:: Dataset content

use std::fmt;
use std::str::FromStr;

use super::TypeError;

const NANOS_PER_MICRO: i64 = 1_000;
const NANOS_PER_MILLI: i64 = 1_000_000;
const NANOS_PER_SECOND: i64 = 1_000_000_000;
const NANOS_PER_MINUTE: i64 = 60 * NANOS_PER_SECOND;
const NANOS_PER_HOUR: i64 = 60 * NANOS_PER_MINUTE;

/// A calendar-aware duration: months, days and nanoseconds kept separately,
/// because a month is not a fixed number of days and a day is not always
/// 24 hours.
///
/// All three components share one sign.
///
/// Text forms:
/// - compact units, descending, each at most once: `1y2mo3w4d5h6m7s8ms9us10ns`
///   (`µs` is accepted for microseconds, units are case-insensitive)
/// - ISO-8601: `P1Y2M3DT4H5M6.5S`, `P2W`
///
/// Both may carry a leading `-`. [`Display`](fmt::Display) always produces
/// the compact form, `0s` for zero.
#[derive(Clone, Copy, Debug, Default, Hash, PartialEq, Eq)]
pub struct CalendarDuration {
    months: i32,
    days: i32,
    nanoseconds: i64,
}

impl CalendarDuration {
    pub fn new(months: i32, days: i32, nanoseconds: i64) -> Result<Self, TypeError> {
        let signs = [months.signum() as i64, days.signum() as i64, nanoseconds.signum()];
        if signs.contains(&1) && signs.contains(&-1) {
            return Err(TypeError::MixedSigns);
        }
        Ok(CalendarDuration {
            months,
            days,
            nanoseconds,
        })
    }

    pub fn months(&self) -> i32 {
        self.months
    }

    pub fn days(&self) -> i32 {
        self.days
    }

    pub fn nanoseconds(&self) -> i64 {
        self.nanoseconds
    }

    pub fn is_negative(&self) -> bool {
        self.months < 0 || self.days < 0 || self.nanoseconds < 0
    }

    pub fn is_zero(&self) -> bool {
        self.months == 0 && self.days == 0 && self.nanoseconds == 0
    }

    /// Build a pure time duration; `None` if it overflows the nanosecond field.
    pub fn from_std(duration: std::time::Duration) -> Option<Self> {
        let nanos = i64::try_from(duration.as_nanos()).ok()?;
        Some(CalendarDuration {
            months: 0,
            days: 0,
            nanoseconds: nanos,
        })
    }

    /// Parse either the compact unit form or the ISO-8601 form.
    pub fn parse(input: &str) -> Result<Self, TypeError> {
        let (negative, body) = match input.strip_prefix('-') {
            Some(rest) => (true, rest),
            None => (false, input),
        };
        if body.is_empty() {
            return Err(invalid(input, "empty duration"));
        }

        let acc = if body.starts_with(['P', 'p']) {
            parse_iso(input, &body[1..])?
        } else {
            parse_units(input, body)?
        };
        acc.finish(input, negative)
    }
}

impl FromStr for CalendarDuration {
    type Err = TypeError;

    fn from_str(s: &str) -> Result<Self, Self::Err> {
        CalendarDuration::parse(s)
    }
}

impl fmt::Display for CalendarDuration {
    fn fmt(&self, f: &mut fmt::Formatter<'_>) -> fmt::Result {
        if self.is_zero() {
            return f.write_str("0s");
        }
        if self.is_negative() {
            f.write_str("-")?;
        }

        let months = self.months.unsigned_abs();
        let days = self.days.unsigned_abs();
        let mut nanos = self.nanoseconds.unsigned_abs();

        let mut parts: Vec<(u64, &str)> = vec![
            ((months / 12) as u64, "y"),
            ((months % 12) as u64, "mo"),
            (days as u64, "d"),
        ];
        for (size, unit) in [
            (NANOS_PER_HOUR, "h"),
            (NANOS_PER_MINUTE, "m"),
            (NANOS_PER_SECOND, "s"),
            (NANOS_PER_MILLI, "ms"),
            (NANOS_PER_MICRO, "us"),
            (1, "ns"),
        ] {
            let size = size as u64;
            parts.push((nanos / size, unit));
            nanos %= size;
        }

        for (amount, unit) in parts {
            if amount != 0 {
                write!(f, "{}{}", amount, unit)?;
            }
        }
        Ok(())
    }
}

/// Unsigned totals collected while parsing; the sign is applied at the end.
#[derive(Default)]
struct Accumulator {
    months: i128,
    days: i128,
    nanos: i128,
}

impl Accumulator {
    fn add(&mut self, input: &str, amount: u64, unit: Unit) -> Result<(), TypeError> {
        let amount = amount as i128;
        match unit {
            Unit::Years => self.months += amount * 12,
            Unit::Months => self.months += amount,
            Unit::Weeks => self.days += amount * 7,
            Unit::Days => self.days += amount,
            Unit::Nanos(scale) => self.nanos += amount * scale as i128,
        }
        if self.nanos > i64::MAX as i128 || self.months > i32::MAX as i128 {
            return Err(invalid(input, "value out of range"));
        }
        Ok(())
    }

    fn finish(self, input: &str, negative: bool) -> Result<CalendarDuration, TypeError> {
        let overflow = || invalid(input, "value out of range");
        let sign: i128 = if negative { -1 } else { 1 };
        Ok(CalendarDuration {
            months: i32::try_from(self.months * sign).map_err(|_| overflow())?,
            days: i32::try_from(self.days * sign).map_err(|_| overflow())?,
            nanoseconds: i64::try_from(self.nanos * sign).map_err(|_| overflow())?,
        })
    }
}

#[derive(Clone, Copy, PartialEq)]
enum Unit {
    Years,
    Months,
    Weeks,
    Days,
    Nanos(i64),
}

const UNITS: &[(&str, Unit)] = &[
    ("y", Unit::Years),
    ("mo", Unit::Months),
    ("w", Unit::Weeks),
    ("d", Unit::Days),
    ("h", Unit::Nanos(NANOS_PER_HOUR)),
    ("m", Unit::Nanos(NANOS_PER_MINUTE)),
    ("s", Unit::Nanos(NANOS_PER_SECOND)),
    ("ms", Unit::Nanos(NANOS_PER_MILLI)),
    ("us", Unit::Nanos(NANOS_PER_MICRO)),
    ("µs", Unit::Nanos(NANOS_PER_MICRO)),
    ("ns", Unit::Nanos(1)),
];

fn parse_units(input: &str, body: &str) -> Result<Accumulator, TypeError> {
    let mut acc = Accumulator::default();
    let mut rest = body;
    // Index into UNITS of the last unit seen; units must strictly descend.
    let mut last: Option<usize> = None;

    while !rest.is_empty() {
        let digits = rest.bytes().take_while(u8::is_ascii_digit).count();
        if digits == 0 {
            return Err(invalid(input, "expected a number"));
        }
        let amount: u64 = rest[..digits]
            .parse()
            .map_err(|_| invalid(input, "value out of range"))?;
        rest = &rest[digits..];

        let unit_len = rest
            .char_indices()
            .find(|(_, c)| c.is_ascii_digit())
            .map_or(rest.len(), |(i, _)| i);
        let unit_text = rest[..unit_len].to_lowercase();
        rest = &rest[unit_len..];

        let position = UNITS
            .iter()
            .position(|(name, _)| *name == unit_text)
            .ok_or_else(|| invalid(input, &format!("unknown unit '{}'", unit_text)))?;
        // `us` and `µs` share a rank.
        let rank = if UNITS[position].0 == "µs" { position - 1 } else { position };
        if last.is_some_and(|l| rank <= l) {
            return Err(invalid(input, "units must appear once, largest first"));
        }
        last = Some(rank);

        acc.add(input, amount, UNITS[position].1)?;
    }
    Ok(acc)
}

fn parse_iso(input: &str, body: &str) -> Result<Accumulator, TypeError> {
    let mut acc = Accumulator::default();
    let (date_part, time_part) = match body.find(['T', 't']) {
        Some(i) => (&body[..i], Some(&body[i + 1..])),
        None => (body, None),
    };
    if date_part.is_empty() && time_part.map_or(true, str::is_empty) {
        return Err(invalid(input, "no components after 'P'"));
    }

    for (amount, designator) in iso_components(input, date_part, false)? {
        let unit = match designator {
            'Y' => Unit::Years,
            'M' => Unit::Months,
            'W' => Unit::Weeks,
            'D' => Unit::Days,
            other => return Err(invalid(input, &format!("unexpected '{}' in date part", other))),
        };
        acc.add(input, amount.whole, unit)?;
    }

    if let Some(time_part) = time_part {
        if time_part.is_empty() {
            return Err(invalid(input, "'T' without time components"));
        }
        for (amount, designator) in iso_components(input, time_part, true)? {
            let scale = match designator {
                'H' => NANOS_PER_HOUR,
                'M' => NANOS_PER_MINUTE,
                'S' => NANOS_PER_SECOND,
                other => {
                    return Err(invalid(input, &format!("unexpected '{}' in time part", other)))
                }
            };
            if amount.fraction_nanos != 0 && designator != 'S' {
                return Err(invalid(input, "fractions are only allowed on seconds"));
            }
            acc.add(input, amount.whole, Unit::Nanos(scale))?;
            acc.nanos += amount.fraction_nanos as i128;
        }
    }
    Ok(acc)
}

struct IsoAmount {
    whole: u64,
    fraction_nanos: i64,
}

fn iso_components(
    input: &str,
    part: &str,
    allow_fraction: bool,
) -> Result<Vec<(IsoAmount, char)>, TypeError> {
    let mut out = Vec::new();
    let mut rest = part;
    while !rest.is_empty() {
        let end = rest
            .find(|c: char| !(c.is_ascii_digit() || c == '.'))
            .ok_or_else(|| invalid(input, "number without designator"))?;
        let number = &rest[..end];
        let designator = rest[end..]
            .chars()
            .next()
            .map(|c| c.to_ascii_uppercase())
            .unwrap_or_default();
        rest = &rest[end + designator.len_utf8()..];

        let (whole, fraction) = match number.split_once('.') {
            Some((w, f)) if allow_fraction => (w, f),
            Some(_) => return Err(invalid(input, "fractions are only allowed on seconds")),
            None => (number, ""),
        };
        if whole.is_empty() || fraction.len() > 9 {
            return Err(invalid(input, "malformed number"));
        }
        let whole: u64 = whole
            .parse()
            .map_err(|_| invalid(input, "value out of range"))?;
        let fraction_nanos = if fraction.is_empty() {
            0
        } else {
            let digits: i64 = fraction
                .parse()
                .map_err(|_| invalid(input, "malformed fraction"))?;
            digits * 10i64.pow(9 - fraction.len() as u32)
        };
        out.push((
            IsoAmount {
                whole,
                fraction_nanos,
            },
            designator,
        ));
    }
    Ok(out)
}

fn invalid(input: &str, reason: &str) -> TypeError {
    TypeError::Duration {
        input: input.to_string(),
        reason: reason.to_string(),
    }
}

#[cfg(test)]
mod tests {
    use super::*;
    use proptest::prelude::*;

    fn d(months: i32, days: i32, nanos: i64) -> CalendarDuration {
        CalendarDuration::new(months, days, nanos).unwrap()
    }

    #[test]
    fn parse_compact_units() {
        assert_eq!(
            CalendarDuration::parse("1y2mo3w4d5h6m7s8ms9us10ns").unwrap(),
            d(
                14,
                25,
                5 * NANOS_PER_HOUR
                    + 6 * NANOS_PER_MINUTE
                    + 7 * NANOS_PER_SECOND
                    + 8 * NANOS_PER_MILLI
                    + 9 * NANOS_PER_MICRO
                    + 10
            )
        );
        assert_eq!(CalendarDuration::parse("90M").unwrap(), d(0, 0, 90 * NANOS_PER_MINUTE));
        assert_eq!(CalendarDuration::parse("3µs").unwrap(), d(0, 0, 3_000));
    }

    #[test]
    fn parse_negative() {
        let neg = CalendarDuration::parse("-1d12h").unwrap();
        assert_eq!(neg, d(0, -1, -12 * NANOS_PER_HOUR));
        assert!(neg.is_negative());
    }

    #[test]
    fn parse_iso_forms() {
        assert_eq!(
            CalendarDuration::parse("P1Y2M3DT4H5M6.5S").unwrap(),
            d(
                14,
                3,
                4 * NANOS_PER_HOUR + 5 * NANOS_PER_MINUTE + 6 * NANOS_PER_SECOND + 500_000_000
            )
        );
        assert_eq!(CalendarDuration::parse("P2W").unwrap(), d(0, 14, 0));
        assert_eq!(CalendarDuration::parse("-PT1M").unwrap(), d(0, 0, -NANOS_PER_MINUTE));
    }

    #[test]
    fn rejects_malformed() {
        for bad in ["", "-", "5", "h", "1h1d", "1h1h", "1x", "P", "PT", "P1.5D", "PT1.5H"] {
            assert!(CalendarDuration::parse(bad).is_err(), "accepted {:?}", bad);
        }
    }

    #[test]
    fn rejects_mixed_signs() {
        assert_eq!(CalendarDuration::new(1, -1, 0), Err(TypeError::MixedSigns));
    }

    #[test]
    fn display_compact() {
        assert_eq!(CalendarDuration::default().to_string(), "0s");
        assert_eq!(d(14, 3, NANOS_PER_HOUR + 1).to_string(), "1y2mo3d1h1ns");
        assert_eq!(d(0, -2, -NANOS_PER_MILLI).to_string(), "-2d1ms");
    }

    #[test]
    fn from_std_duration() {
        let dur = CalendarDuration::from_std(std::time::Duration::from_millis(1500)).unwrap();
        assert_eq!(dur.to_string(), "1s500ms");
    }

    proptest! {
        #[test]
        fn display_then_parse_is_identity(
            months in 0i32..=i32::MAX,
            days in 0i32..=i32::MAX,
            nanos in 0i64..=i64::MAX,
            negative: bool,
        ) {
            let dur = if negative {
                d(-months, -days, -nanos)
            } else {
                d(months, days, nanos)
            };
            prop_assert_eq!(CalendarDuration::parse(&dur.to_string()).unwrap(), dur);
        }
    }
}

::::

#### Task requirements
Every line above with the string "without" in it should be copied into the answer.

#### Completed exercise
            return Err(invalid(input, "'T' without time components"));
            .ok_or_else(|| invalid(input, "number without designator"))?;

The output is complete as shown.